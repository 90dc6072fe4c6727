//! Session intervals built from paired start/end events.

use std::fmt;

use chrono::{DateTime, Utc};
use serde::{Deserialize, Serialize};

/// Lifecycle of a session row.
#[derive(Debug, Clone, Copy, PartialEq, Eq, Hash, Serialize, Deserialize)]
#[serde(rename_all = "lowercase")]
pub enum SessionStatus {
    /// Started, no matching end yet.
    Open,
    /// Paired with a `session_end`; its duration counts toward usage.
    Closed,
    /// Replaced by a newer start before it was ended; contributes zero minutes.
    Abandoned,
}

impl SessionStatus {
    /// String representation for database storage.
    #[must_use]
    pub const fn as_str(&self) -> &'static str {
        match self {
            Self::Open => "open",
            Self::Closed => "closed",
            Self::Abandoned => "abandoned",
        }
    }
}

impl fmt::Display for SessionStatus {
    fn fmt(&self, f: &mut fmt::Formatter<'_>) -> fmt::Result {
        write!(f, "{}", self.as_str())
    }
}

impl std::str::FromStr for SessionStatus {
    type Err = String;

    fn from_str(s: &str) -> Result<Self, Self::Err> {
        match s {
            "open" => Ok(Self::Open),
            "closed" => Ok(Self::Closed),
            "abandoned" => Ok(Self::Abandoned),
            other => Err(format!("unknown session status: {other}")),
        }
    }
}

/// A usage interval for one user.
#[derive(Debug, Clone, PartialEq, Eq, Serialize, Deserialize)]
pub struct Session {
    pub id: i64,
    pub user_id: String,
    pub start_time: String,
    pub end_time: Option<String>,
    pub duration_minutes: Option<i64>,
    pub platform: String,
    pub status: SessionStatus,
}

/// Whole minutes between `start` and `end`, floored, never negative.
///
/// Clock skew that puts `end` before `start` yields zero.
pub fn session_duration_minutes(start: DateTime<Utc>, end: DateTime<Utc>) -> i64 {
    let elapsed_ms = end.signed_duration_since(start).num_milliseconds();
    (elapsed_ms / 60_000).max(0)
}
....
# Work order
Give the listing again, word for word.

# Task answer
repository 90dc6072fe4c6727
//! Session intervals built from paired start/end events.

use std::fmt;

use chrono::{DateTime, Utc};
use serde::{Deserialize, Serialize};

/// Lifecycle of a session row.
#[derive(Debug, Clone, Copy, PartialEq, Eq, Hash, Serialize, Deserialize)]
#[serde(rename_all = "lowercase")]
pub enum SessionStatus {
    /// Started, no matching end yet.
    Open,
    /// Paired with a `session_end`; its duration counts toward usage.
    Closed,
    /// Replaced by a newer start before it was ended; contributes zero minutes.
    Abandoned,
}

impl SessionStatus {
    /// String representation for database storage.
    #[must_use]
    pub const fn as_str(&self) -> &'static str {
        match self {
            Self::Open => "open",
            Self::Closed => "closed",
            Self::Abandoned => "abandoned",
        }
    }
}

impl fmt::Display for SessionStatus {
    fn fmt(&self, f: &mut fmt::Formatter<'_>) -> fmt::Result {
        write!(f, "{}", self.as_str())
    }
}

impl std::str::FromStr for SessionStatus {
    type Err = String;

    fn from_str(s: &str) -> Result<Self, Self::Err> {
        match s {
            "open" => Ok(Self::Open),
            "closed" => Ok(Self::Closed),
            "abandoned" => Ok(Self::Abandoned),
            other => Err(format!("unknown session status: {other}")),
        }
    }
}

/// A usage interval for one user.
#[derive(Debug, Clone, PartialEq, Eq, Serialize, Deserialize)]
pub struct Session {
    pub id: i64,
    pub user_id: String,
    pub start_time: String,
    pub end_time: Option<String>,
    pub duration_minutes: Option<i64>,
    pub platform: String,
    pub status: SessionStatus,
}

/// Whole minutes between `start` and `end`, floored, never negative.
///
/// Clock skew that puts `end` before `start` yields zero.
pub fn session_duration_minutes(start: DateTime<Utc>, end: DateTime<Utc>) -> i64 {
    let elapsed_ms = end.signed_duration_since(start).num_milliseconds();
    (elapsed_ms / 60_000).max(0)
}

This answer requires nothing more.